If West Hartford’s COVID metrics worsen, Thomas-Farquharson said the board reserved the right to reinstate a masking requirement. However, the town benefited from high vaccination rates of both the general public and its school-age children. Thomas-Farquharson said more than 94% of children between 11 and 18 years old had received at least one dose of a vaccine. 

Meanwhile, Cheshire Public Schools released guidance Friday morning announcing it would adjust its school masking requirements in response to three metrics: community vaccination rates, COVID positivity, and new cases per 100,000 residents. Town officials planned to review the data on Thursdays and if they found at least two of the three metrics in “optimal” condition, masks would be considered optional for the next week. 

“Masks have been proven to be a significant mitigating factor in the spread of the COVID-19 virus. Of course, the wearing of masks can also present challenges of comfort, audibility, and expression,” the Cheshire guidance states. “Our medical advisors have agreed that if we meet the threshold for two or more of these criteria, masks may be considered optional in schools.”   

The policy will not go into effect until March, but as of Thursday, only Cheshire’s vaccination metric was in a satisfactory place, meaning masks would continue to be required until the situation improved.

Robert Rader, executive director of the Connecticut Association of Boards of Education, said the question posed a “huge issue” for boards in some districts and officials in many towns were waiting for guidance expected next week from the Department of Public Health and the state Department of Education.

“Some districts do not think now is the time. Some board chairs think now is the time to make these changes,” Rader said. “They’re still all waiting to see what they will hear from the state Department of Education and DPH.”

In a Friday email to parents, Simsbury Superintendent Matt Curtis the district would wait on state guidance before making a determination. Curtis said the town board of education had heard strong sentiments from parents on both sides. However, he said Simsbury officials hoped masks would no longer be required soon and expected to have the necessary information by Feb. 23 when board next meets.

“In the re-opening plan that our district was required to submit last summer, when all trends were good, we were planning for a mask-optional policy in the Simsbury Public Schools,” Curtis wrote. “The Governor’s Executive Order superseded that position since this school year started, but it has always been our intention to move beyond mask requirements at some point.”

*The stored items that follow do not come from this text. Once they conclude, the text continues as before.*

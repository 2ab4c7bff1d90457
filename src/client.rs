//! Panel client facade
//!
//! Wires the transport, session manager, circuit breaker and retry policy
//! into one [`RequestExecutor`] and exposes the endpoint operations on top of
//! it. The subscription orchestration lives in `subscription.rs`; this module
//! carries the plain single-endpoint wrappers.

use serde_json::Value;
use std::sync::Arc;

use crate::breaker::{BreakerStatus, CircuitBreaker};
use crate::config::PanelConfig;
use crate::error::{PanelError, Result};
use crate::executor::{expect_success, RequestExecutor};
use crate::logger::log;
use crate::models::{Client, ClientTraffic, Inbound};
use crate::retry::RetryPolicy;
use crate::session::{AuthStatus, SessionManager};
use crate::transport::{ApiTransport, HttpTransport};

const PATH_LIST: &str = "/panel/api/inbounds/list";
const PATH_ADD: &str = "/panel/api/inbounds/add";
const PATH_ADD_CLIENT: &str = "/panel/api/inbounds/addClient";

fn path_get(id: i64) -> String {
    format!("/panel/api/inbounds/get/{}", id)
}

fn path_update(id: i64) -> String {
    format!("/panel/api/inbounds/update/{}", id)
}

fn path_del(id: i64) -> String {
    format!("/panel/api/inbounds/del/{}", id)
}

fn path_del_client(inbound_id: i64, client_key: &str) -> String {
    format!("/panel/api/inbounds/{}/delClient/{}", inbound_id, client_key)
}

fn path_update_client(client_key: &str) -> String {
    format!("/panel/api/inbounds/updateClient/{}", client_key)
}

fn path_client_traffics(email: &str) -> String {
    format!("/panel/api/inbounds/getClientTraffics/{}", email)
}

fn path_reset_client_traffic(inbound_id: i64, email: &str) -> String {
    format!("/panel/api/inbounds/{}/resetClientTraffic/{}", inbound_id, email)
}

/// Client for one remote panel instance.
///
/// Session and circuit breaker state are owned by this instance; multiple
/// clients in one process stay fully independent.
pub struct PanelClient {
    config: PanelConfig,
    executor: RequestExecutor,
}

impl PanelClient {
    /// Build a client with the HTTP transport
    pub fn new(config: PanelConfig) -> Result<Self> {
        config.validate()?;
        let transport: Arc<dyn ApiTransport> = Arc::new(HttpTransport::new(
            config.trimmed_base_url(),
            config.timeout,
        )?);
        Ok(Self::wire(config, transport))
    }

    /// Build a client over a caller-supplied transport
    pub fn with_transport(config: PanelConfig, transport: Arc<dyn ApiTransport>) -> Result<Self> {
        config.validate()?;
        Ok(Self::wire(config, transport))
    }

    fn wire(config: PanelConfig, transport: Arc<dyn ApiTransport>) -> Self {
        let session = SessionManager::new(
            Arc::clone(&transport),
            config.username.clone(),
            config.password.clone(),
        );
        let breaker = CircuitBreaker::new();
        let retry = RetryPolicy::new(config.retry_attempts, config.retry_delay);
        Self {
            config,
            executor: RequestExecutor::new(transport, session, breaker, retry),
        }
    }

    pub fn config(&self) -> &PanelConfig {
        &self.config
    }

    /// Log in eagerly. Calls that need a session log in on demand, so this is
    /// only required to verify credentials up front.
    pub async fn login(&self) -> Result<()> {
        self.executor.session().login().await
    }

    /// Drop the session; idempotent
    pub async fn logout(&self) {
        self.executor.session().logout().await
    }

    /// Whether the panel is reachable with the configured credentials
    pub async fn check_connection(&self) -> bool {
        match self.list_inbounds().await {
            Ok(_) => true,
            Err(e) => {
                log::warn!(error = %e, "Connection check failed");
                false
            }
        }
    }

    pub async fn auth_status(&self) -> AuthStatus {
        self.executor.session().status().await
    }

    pub fn circuit_breaker_status(&self) -> BreakerStatus {
        self.executor.breaker().status()
    }

    /// Fetch all inbounds. Entries that fail to decode are skipped with a
    /// warning rather than failing the whole listing.
    pub async fn list_inbounds(&self) -> Result<Vec<Inbound>> {
        let response = expect_success(self.executor.get(PATH_LIST).await?, "list inbounds")?;

        let Some(Value::Array(entries)) = response.obj else {
            return Ok(Vec::new());
        };

        let mut inbounds = Vec::with_capacity(entries.len());
        for entry in entries {
            match serde_json::from_value::<Inbound>(entry) {
                Ok(inbound) => inbounds.push(inbound),
                Err(e) => log::warn!(error = %e, "Skipping undecodable inbound entry"),
            }
        }
        Ok(inbounds)
    }

    pub async fn get_inbound(&self, id: i64) -> Result<Inbound> {
        let response = expect_success(
            self.executor.get(&path_get(id)).await?,
            &format!("get inbound {}", id),
        )?;

        let obj = response
            .obj
            .ok_or_else(|| PanelError::Api(format!("get inbound {}: empty response", id)))?;
        serde_json::from_value(obj)
            .map_err(|e| PanelError::Api(format!("get inbound {}: undecodable response: {}", id, e)))
    }

    pub async fn add_inbound(&self, inbound_json: Value) -> Result<()> {
        expect_success(
            self.executor.post(PATH_ADD, Some(inbound_json)).await?,
            "add inbound",
        )?;
        Ok(())
    }

    pub async fn update_inbound(&self, id: i64, inbound_json: Value) -> Result<()> {
        expect_success(
            self.executor.post(&path_update(id), Some(inbound_json)).await?,
            &format!("update inbound {}", id),
        )?;
        Ok(())
    }

    pub async fn delete_inbound(&self, id: i64) -> Result<()> {
        expect_success(
            self.executor.post(&path_del(id), None).await?,
            &format!("delete inbound {}", id),
        )?;
        Ok(())
    }

    /// Attach one client to an inbound
    pub async fn add_client(&self, inbound_id: i64, client: &Client) -> Result<()> {
        let body = client_payload(inbound_id, client)?;
        expect_success(
            self.executor.post(PATH_ADD_CLIENT, Some(body)).await?,
            &format!("add client {} to inbound {}", client.email, inbound_id),
        )?;
        Ok(())
    }

    pub async fn update_client(
        &self,
        inbound_id: i64,
        client_key: &str,
        client: &Client,
    ) -> Result<()> {
        let body = client_payload(inbound_id, client)?;
        expect_success(
            self.executor
                .post(&path_update_client(client_key), Some(body))
                .await?,
            &format!("update client {} on inbound {}", client_key, inbound_id),
        )?;
        Ok(())
    }

    pub async fn delete_client(&self, inbound_id: i64, client_key: &str) -> Result<()> {
        expect_success(
            self.executor
                .post(&path_del_client(inbound_id, client_key), None)
                .await?,
            &format!("delete client {} from inbound {}", client_key, inbound_id),
        )?;
        Ok(())
    }

    /// Traffic counters for a client, `None` when the panel has no record
    pub async fn get_client_traffic(&self, email: &str) -> Result<Option<ClientTraffic>> {
        let response = expect_success(
            self.executor.get(&path_client_traffics(email)).await?,
            &format!("get traffic for {}", email),
        )?;

        match response.obj {
            None | Some(Value::Null) => Ok(None),
            Some(obj) => match serde_json::from_value(obj) {
                Ok(traffic) => Ok(Some(traffic)),
                Err(e) => {
                    log::warn!(email = email, error = %e, "Undecodable traffic record");
                    Ok(None)
                }
            },
        }
    }

    pub async fn reset_client_traffic(&self, inbound_id: i64, email: &str) -> Result<()> {
        expect_success(
            self.executor
                .post(&path_reset_client_traffic(inbound_id, email), None)
                .await?,
            &format!("reset traffic for {} on inbound {}", email, inbound_id),
        )?;
        Ok(())
    }
}

/// The panel expects the client wrapped in a settings blob serialized as text
fn client_payload(inbound_id: i64, client: &Client) -> Result<Value> {
    let settings = serde_json::json!({ "clients": [client.to_value()] });
    let settings_text = serde_json::to_string(&settings)
        .map_err(|e| PanelError::Api(format!("failed to serialize client settings: {}", e)))?;
    Ok(serde_json::json!({
        "id": inbound_id,
        "settings": settings_text,
    }))
}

Rader said he expected some towns would seek to gather more input from their own public health officials and residents before arriving at a policy in the limited time available by the end of the month. 

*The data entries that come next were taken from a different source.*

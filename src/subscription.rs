//! Subscription orchestration
//!
//! A subscription is a derived view: the set of clients across all inbounds
//! that carry the same subscription id. It is recomputed on every query by
//! scanning the inbound list, never cached. Mass operations iterate their
//! targets sequentially, one call in flight at a time, and record each
//! outcome independently; partial completion is the only terminal shape.

use std::collections::HashMap;

use crate::client::PanelClient;
use crate::error::Result;
use crate::factory::{build_client, MassClientRequest};
use crate::logger::log;
use crate::models::{Client, Inbound, Protocol};

/// One client's membership in a subscription group
#[derive(Debug, Clone)]
pub struct SubscriptionMember {
    pub client: Client,
    pub inbound_id: i64,
    pub inbound_remark: String,
    pub protocol: Protocol,
}

/// A subscription group, ordered by first-seen inbound and in-inbound client order
#[derive(Debug, Clone)]
pub struct Subscription {
    pub sub_id: String,
    pub members: Vec<SubscriptionMember>,
}

/// Outcome for a single target of a mass operation
#[derive(Debug, Clone)]
pub struct InboundOpResult {
    pub inbound_id: i64,
    pub remark: String,
    pub protocol: Protocol,
    pub success: bool,
    pub error: Option<String>,
}

/// Aggregate report of a mass operation, results in target-iteration order
#[derive(Debug, Clone, Default)]
pub struct MassOperationReport {
    pub success: usize,
    pub failed: usize,
    pub results: Vec<InboundOpResult>,
}

impl MassOperationReport {
    fn record_success(&mut self, inbound_id: i64, remark: String, protocol: Protocol) {
        self.success += 1;
        self.results.push(InboundOpResult {
            inbound_id,
            remark,
            protocol,
            success: true,
            error: None,
        });
    }

    fn record_failure(
        &mut self,
        inbound_id: i64,
        remark: String,
        protocol: Protocol,
        error: String,
    ) {
        self.failed += 1;
        self.results.push(InboundOpResult {
            inbound_id,
            remark,
            protocol,
            success: false,
            error: Some(error),
        });
    }
}

impl PanelClient {
    /// Group every client carrying a non-empty subscription id, across all
    /// inbounds. An inbound whose settings blob fails to parse is skipped
    /// with a warning; the scan itself never aborts.
    pub async fn list_subscriptions(&self) -> Result<Vec<Subscription>> {
        let inbounds = self.list_inbounds().await?;

        let mut order: Vec<String> = Vec::new();
        let mut groups: HashMap<String, Vec<SubscriptionMember>> = HashMap::new();

        for inbound in &inbounds {
            let clients = match inbound.clients() {
                Ok(clients) => clients,
                Err(e) => {
                    log::warn!(
                        inbound_id = inbound.id,
                        error = %e,
                        "Skipping inbound with malformed settings"
                    );
                    continue;
                }
            };

            for client in clients {
                let Some(sub_id) = client.sub_id.clone().filter(|s| !s.is_empty()) else {
                    continue;
                };
                if !groups.contains_key(&sub_id) {
                    order.push(sub_id.clone());
                }
                groups.entry(sub_id).or_default().push(SubscriptionMember {
                    inbound_id: inbound.id,
                    inbound_remark: inbound.remark.clone(),
                    protocol: inbound.protocol,
                    client,
                });
            }
        }

        Ok(order
            .into_iter()
            .map(|sub_id| {
                let members = groups.remove(&sub_id).unwrap_or_default();
                Subscription { sub_id, members }
            })
            .collect())
    }

    /// Linear lookup over [`list_subscriptions`](Self::list_subscriptions)
    pub async fn get_subscription(&self, sub_id: &str) -> Result<Option<Subscription>> {
        Ok(self
            .list_subscriptions()
            .await?
            .into_iter()
            .find(|s| s.sub_id == sub_id))
    }

    /// Create one client per target inbound, all sharing one subscription id.
    ///
    /// Targets are processed sequentially; one inbound's failure is recorded
    /// and never aborts the remaining targets. When `target_inbound_ids` is
    /// absent, every inbound is a target.
    pub async fn mass_create(
        &self,
        request: &MassClientRequest,
        target_inbound_ids: Option<&[i64]>,
    ) -> Result<MassOperationReport> {
        request.validate()?;

        // One id for the whole batch keeps it grouped into a single subscription
        let sub_id = request.resolve_sub_id();
        let inbounds = self.list_inbounds().await?;

        let mut report = MassOperationReport::default();

        match target_inbound_ids {
            Some(ids) => {
                for &id in ids {
                    match inbounds.iter().find(|i| i.id == id) {
                        Some(inbound) => {
                            self.create_on_inbound(inbound, request, &sub_id, &mut report)
                                .await
                        }
                        None => report.record_failure(
                            id,
                            String::new(),
                            Protocol::Unknown,
                            format!("inbound {} not found", id),
                        ),
                    }
                }
            }
            None => {
                for inbound in &inbounds {
                    self.create_on_inbound(inbound, request, &sub_id, &mut report)
                        .await;
                }
            }
        }

        log::info!(
            sub_id = %sub_id,
            success = report.success,
            failed = report.failed,
            "Mass create finished"
        );
        Ok(report)
    }

    async fn create_on_inbound(
        &self,
        inbound: &Inbound,
        request: &MassClientRequest,
        sub_id: &str,
        report: &mut MassOperationReport,
    ) {
        let client = match build_client(inbound, request, sub_id) {
            Ok(client) => client,
            Err(e) => {
                log::mass_op("create", inbound.id, false, Some(&e.to_string()));
                report.record_failure(
                    inbound.id,
                    inbound.remark.clone(),
                    inbound.protocol,
                    e.to_string(),
                );
                return;
            }
        };

        match self.add_client(inbound.id, &client).await {
            Ok(()) => {
                log::mass_op("create", inbound.id, true, None);
                report.record_success(inbound.id, inbound.remark.clone(), inbound.protocol);
            }
            Err(e) => {
                log::mass_op("create", inbound.id, false, Some(&e.to_string()));
                report.record_failure(
                    inbound.id,
                    inbound.remark.clone(),
                    inbound.protocol,
                    e.to_string(),
                );
            }
        }
    }

    /// Delete every member of a subscription, deriving the protocol-correct
    /// delete key per client. A subscription with no members is a no-op
    /// success with an empty report.
    pub async fn delete_by_subscription(&self, sub_id: &str) -> Result<MassOperationReport> {
        let mut report = MassOperationReport::default();

        let Some(subscription) = self.get_subscription(sub_id).await? else {
            log::info!(sub_id = sub_id, "Subscription has no members, nothing to delete");
            return Ok(report);
        };

        for member in &subscription.members {
            let key = member.client.delete_key();
            if key.is_empty() {
                report.record_failure(
                    member.inbound_id,
                    member.inbound_remark.clone(),
                    member.protocol,
                    format!(
                        "client {} has no usable delete key",
                        member.client.email
                    ),
                );
                continue;
            }

            match self.delete_client(member.inbound_id, key).await {
                Ok(()) => {
                    log::mass_op("delete", member.inbound_id, true, None);
                    report.record_success(
                        member.inbound_id,
                        member.inbound_remark.clone(),
                        member.protocol,
                    );
                }
                Err(e) => {
                    log::mass_op("delete", member.inbound_id, false, Some(&e.to_string()));
                    report.record_failure(
                        member.inbound_id,
                        member.inbound_remark.clone(),
                        member.protocol,
                        e.to_string(),
                    );
                }
            }
        }

        log::info!(
            sub_id = sub_id,
            success = report.success,
            failed = report.failed,
            "Mass delete finished"
        );
        Ok(report)
    }
}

“They may do a public hearing, they may do a survey. There are a lot of ways to gather the information,” Rader said. “I’m sure districts would like a little more time but this is what they’ve been given and they will work through it with their superintendents and make their decisions.”

West Hartford’s Thomas-Farquharson said it was important that everyone in the community work together to help ensure the virus situation stays at a manageable level. 

“Our whole community is accountable. We all have to be responsible,” she said. “We all have to continue practicing mitigating measures and interventions because what one does impacts us all. So we must collectively work together as a community.”